──────── DATA EXTRACT ────────

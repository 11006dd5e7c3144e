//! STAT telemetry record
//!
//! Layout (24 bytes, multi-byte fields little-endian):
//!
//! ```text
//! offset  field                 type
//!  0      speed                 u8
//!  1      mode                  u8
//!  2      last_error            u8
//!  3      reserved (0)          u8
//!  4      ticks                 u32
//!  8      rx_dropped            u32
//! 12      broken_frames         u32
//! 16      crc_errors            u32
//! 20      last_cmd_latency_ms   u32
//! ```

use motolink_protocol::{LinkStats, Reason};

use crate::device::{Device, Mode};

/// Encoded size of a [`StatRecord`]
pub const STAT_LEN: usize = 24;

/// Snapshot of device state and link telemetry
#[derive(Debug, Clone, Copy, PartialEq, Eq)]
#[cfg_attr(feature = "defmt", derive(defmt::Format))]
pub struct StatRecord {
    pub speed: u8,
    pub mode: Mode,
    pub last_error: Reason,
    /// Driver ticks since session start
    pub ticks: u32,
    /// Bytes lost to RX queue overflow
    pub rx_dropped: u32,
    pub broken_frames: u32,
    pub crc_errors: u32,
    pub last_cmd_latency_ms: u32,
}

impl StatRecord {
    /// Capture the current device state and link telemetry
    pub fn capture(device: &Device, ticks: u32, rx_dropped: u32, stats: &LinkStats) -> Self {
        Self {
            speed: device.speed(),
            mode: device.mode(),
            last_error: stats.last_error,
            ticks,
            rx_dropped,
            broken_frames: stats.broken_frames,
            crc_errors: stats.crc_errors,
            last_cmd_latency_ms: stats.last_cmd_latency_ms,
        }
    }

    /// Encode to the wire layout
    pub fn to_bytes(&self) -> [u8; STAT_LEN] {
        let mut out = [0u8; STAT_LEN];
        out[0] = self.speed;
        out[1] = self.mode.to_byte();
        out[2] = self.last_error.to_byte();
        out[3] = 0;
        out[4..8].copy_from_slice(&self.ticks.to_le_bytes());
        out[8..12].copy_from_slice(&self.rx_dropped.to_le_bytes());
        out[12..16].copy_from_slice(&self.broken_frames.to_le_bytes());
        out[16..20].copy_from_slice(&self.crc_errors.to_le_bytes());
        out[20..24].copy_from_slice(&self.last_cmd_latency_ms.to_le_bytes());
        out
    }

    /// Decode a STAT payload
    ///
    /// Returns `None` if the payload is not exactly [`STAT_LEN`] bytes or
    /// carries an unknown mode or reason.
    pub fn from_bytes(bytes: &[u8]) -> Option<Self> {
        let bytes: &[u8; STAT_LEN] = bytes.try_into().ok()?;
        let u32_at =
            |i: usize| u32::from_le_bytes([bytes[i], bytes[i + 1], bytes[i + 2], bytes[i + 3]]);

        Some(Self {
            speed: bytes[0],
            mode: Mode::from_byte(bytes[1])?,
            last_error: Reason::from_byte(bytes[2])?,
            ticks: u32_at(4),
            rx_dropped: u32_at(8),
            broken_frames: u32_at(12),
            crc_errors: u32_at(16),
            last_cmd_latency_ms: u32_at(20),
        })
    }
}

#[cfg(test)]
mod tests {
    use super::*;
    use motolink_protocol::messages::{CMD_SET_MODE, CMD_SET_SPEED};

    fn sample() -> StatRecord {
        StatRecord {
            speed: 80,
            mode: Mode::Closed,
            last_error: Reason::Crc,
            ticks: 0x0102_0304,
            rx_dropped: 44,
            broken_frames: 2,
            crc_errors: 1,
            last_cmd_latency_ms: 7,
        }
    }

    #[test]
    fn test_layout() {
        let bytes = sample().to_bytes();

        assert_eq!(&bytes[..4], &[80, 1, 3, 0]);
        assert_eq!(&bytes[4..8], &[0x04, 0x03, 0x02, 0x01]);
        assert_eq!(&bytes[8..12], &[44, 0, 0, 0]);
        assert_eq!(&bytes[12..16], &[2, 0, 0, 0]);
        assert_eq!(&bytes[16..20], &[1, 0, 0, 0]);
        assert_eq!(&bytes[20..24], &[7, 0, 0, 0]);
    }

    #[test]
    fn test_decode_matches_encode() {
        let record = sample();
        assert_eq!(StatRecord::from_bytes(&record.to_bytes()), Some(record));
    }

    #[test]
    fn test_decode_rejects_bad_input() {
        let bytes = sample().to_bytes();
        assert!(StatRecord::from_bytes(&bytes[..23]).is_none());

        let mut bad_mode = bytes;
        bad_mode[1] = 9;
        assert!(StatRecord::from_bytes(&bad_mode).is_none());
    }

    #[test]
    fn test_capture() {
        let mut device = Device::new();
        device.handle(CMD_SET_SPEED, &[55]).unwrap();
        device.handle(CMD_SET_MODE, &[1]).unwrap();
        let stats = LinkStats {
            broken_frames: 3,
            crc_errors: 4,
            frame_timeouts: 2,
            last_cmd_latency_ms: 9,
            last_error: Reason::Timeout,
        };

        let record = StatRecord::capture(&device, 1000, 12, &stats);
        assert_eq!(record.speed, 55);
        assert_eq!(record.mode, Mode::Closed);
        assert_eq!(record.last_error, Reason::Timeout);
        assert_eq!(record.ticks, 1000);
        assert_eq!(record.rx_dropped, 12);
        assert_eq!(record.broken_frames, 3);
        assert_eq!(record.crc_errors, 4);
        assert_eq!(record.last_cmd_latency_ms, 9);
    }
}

────────
──────── DATA EXTRACT ────────

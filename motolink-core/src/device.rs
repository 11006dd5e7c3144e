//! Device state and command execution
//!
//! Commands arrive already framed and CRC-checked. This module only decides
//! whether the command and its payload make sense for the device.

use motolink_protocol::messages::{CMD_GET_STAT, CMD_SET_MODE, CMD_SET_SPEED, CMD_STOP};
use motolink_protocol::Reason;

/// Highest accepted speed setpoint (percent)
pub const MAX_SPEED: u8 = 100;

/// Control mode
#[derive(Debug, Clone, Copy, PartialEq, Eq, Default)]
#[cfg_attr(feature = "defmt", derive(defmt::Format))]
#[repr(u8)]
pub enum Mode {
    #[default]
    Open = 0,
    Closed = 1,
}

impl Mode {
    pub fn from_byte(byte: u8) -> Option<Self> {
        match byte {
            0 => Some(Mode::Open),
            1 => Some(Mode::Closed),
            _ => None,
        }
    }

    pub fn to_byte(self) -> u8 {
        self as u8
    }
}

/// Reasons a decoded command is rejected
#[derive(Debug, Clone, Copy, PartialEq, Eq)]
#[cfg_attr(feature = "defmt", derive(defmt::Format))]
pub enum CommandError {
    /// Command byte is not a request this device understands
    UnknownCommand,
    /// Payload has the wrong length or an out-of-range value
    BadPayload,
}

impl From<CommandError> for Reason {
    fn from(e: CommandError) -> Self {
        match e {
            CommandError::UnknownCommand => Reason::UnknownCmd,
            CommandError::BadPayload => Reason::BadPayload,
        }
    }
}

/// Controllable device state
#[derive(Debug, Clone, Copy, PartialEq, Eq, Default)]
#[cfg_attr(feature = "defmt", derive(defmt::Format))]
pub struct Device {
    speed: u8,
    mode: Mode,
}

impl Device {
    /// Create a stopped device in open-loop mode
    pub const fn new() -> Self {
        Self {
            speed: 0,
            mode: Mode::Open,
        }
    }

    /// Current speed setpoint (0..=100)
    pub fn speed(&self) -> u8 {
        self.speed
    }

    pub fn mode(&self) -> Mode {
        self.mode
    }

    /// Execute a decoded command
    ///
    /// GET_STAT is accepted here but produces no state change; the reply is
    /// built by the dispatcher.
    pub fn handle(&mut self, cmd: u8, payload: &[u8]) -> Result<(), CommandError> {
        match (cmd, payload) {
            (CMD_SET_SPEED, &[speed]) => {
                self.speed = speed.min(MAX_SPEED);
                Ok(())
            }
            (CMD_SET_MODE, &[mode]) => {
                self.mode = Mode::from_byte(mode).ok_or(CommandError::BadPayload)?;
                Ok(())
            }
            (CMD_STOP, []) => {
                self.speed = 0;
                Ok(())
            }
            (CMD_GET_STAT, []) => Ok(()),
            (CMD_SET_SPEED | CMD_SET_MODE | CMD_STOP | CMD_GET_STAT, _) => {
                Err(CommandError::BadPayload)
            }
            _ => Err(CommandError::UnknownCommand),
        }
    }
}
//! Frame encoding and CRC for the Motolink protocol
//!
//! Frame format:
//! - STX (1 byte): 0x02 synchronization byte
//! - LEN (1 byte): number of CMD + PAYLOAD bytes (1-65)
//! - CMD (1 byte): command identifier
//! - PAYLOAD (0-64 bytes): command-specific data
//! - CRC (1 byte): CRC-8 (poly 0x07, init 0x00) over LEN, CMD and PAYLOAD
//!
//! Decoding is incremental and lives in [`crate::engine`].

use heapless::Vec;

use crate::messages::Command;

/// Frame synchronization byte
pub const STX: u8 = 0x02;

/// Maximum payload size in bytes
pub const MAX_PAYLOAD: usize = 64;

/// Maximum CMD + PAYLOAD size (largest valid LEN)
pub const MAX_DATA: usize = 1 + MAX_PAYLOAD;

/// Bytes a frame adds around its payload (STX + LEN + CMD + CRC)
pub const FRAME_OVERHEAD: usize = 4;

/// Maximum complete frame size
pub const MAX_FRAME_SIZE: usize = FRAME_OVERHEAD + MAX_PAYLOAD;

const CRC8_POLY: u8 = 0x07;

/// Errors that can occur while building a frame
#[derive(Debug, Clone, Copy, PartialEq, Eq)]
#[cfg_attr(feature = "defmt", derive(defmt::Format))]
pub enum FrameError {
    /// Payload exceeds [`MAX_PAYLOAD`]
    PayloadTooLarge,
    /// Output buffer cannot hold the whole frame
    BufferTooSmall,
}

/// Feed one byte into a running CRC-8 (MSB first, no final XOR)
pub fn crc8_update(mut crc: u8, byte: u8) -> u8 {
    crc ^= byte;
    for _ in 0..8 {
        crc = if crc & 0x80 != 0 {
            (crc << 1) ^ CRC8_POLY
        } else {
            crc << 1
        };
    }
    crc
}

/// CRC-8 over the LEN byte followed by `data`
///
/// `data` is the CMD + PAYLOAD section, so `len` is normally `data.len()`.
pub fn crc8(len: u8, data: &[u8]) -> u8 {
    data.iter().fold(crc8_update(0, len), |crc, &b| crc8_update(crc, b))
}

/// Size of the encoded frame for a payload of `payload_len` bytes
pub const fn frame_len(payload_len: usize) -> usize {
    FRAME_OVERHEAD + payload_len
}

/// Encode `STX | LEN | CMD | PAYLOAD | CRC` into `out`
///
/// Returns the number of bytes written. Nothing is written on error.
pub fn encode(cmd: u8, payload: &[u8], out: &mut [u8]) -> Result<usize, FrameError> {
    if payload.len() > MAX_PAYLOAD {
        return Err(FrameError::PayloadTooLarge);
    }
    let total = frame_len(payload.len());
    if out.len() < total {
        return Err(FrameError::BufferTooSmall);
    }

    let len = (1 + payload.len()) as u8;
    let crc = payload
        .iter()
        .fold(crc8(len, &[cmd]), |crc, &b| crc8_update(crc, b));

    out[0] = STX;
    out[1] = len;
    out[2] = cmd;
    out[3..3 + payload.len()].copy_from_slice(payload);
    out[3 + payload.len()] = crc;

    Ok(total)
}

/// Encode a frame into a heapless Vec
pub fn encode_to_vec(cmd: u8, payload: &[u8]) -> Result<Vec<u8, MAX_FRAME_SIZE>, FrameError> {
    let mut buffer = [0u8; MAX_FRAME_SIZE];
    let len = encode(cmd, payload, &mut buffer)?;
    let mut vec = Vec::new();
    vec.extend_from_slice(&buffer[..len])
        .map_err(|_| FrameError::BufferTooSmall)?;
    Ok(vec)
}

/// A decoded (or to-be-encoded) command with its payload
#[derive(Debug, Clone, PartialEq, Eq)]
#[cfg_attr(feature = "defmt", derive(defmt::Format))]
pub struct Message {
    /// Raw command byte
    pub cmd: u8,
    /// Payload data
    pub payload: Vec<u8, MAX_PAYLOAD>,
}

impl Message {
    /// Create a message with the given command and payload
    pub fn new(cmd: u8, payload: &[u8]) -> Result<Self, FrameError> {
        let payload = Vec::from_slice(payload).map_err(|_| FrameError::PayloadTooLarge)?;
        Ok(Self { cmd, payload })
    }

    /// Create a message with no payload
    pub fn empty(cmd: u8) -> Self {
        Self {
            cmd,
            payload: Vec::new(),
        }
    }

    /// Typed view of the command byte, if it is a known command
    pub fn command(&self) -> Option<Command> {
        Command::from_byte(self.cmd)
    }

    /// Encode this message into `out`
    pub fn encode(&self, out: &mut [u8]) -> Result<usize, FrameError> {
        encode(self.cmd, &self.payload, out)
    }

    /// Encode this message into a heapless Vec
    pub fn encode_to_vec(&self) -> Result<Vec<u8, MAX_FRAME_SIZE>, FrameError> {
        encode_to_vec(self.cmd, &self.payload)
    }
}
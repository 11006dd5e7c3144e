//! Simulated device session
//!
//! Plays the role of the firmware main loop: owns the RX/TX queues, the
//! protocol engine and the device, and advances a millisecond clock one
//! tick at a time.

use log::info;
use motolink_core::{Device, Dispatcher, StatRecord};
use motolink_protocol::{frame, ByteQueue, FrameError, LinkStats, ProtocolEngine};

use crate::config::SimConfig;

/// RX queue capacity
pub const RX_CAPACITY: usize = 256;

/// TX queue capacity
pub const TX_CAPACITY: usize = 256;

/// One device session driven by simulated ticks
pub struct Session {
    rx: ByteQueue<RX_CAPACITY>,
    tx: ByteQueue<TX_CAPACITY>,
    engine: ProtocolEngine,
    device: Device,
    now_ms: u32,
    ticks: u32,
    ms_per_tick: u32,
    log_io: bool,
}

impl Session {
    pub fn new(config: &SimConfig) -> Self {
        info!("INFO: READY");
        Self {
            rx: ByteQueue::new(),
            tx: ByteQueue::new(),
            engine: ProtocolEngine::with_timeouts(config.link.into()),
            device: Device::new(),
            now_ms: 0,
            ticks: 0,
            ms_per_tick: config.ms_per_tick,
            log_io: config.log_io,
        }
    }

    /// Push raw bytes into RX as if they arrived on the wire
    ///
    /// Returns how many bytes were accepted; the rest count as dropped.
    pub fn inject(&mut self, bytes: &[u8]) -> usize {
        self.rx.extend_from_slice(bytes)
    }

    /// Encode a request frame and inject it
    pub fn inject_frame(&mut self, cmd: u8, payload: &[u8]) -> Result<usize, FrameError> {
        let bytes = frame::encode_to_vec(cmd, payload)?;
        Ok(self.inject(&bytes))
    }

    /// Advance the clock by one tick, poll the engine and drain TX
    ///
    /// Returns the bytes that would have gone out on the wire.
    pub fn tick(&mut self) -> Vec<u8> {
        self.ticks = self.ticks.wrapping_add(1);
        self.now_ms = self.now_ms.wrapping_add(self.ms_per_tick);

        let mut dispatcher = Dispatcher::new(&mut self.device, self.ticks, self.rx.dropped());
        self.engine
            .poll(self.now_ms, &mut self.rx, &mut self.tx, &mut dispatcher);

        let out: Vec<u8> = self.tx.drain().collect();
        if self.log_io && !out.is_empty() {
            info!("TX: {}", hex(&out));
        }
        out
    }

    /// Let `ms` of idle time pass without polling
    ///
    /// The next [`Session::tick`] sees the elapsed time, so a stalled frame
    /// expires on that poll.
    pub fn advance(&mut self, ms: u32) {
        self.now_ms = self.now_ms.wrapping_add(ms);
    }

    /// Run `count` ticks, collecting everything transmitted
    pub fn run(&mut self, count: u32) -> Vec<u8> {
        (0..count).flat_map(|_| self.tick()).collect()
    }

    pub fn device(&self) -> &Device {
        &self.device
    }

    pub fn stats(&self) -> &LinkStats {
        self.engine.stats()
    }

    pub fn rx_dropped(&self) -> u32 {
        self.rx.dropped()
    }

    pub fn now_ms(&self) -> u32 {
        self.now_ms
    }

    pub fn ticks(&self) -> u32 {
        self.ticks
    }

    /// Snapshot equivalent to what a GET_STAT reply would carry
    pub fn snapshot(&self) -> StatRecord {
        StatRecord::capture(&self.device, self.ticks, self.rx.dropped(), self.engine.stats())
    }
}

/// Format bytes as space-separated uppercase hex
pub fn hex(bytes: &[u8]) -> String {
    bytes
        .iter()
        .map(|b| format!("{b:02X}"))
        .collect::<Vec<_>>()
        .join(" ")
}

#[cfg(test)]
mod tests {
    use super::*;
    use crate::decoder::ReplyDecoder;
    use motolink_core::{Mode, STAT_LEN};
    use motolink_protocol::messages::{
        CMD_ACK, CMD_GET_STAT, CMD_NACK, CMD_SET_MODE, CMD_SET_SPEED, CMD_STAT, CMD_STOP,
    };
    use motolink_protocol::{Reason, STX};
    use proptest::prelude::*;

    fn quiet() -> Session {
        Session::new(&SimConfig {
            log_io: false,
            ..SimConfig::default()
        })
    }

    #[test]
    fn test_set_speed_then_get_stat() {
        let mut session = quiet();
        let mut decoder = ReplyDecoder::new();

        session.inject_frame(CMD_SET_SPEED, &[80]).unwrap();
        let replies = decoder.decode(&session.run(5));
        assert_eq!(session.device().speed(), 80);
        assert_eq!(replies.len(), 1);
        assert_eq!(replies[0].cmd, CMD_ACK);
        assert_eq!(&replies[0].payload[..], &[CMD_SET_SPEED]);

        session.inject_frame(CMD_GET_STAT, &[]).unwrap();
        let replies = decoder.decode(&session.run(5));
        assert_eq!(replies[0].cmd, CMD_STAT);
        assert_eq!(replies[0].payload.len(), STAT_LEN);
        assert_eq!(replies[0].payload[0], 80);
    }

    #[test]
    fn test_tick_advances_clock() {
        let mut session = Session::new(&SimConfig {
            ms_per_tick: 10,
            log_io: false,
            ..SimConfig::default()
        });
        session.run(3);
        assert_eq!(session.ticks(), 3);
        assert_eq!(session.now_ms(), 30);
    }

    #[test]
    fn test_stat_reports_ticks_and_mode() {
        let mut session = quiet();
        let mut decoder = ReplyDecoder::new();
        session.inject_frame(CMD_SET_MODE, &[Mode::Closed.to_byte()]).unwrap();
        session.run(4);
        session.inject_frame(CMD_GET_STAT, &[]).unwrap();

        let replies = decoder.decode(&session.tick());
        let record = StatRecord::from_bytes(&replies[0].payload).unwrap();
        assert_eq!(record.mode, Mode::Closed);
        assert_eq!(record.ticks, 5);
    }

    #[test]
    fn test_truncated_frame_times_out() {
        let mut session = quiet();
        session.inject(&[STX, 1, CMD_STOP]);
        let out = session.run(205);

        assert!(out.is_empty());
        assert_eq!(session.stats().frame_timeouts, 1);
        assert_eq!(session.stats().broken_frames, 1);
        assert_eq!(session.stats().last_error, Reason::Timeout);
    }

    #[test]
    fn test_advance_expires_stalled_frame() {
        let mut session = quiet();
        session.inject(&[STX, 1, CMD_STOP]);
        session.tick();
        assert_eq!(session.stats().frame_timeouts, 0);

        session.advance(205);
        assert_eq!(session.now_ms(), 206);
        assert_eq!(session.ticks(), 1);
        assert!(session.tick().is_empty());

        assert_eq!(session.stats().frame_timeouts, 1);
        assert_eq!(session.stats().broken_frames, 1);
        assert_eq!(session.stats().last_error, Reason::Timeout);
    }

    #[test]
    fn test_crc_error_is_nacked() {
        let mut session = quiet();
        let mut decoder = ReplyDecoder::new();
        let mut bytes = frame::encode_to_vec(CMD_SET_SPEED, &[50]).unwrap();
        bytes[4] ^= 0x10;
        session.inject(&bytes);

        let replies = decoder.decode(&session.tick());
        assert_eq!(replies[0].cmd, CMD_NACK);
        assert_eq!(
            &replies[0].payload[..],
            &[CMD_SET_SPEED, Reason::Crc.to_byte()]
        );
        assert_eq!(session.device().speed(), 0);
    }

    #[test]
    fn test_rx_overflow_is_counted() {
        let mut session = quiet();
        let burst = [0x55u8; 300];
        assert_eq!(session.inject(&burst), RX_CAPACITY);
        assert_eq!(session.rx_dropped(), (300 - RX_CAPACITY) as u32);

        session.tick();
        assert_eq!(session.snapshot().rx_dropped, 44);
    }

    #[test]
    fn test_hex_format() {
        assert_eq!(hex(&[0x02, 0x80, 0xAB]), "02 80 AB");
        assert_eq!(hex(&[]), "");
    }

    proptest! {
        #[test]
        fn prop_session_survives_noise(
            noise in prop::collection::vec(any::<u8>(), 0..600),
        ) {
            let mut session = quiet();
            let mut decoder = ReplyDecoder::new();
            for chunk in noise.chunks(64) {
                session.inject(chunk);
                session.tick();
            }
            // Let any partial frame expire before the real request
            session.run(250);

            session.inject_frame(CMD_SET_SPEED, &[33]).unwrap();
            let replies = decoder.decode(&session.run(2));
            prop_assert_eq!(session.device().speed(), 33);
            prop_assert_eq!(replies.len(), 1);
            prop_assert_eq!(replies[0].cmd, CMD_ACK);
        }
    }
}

────────
──────── DATA EXTRACT ────────

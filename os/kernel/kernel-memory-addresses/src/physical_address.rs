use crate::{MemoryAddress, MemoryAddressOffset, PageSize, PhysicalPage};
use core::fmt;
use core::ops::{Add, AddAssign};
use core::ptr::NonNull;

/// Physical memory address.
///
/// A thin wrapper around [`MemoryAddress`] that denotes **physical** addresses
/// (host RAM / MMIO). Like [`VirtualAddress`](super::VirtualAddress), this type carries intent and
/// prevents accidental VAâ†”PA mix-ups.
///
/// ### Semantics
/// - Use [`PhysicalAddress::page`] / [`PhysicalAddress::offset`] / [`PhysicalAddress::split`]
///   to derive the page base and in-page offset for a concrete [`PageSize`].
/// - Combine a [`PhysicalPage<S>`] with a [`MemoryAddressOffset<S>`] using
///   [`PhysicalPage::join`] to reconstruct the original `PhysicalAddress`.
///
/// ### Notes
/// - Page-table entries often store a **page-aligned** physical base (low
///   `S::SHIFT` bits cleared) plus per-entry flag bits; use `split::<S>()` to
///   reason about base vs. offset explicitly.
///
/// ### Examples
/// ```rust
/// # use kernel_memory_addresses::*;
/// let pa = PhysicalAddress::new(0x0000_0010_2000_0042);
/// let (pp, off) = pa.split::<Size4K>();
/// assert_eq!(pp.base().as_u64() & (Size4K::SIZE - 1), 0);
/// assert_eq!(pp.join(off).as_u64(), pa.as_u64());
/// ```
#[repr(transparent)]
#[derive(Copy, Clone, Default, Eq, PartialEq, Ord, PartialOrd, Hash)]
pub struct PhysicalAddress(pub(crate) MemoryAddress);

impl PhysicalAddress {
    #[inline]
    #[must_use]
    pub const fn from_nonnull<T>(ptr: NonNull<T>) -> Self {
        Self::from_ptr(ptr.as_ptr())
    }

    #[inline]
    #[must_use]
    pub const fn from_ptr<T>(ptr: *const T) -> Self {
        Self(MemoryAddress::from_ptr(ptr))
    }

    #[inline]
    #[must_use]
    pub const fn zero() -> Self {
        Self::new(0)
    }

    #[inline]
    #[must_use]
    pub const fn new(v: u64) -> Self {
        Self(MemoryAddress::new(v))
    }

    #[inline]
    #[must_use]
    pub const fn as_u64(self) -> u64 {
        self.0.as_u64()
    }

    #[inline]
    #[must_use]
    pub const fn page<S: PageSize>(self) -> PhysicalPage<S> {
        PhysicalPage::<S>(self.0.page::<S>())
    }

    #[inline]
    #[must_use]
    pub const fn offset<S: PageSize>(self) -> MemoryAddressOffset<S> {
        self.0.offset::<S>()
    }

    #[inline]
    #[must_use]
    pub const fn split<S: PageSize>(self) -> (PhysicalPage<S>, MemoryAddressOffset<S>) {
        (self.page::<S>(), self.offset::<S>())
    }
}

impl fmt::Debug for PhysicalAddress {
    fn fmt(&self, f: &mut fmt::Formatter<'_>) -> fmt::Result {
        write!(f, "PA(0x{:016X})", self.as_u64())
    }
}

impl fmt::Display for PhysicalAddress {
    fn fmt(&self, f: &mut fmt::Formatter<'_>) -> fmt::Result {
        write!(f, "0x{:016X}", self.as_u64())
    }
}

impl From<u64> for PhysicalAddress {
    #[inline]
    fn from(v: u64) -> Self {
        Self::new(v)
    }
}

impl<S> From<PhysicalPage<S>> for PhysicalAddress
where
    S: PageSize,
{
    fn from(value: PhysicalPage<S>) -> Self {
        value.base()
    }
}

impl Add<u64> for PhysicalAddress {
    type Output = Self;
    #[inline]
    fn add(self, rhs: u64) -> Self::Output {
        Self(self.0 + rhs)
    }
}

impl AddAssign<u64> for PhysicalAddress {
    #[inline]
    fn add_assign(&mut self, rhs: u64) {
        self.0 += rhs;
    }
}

────────

**TASK OBJECTIVE:**
An exact, complete copy of the lines above from the one with "pub fn crc8_update(mut" through the one with "pub fn encode(cmd: u8, payload: &[u8], out: &mut" is the whole answer.

**WRITTEN SOLUTION:**
pub fn crc8_update(mut crc: u8, byte: u8) -> u8 {
    crc ^= byte;
    for _ in 0..8 {
        crc = if crc & 0x80 != 0 {
            (crc << 1) ^ CRC8_POLY
        } else {
            crc << 1
        };
    }
    crc
}

/// CRC-8 over the LEN byte followed by `data`
///
/// `data` is the CMD + PAYLOAD section, so `len` is normally `data.len()`.
pub fn crc8(len: u8, data: &[u8]) -> u8 {
    data.iter().fold(crc8_update(0, len), |crc, &b| crc8_update(crc, b))
}

/// Size of the encoded frame for a payload of `payload_len` bytes
pub const fn frame_len(payload_len: usize) -> usize {
    FRAME_OVERHEAD + payload_len
}

/// Encode `STX | LEN | CMD | PAYLOAD | CRC` into `out`
///
/// Returns the number of bytes written. Nothing is written on error.
pub fn encode(cmd: u8, payload: &[u8], out: &mut [u8]) -> Result<usize, FrameError> {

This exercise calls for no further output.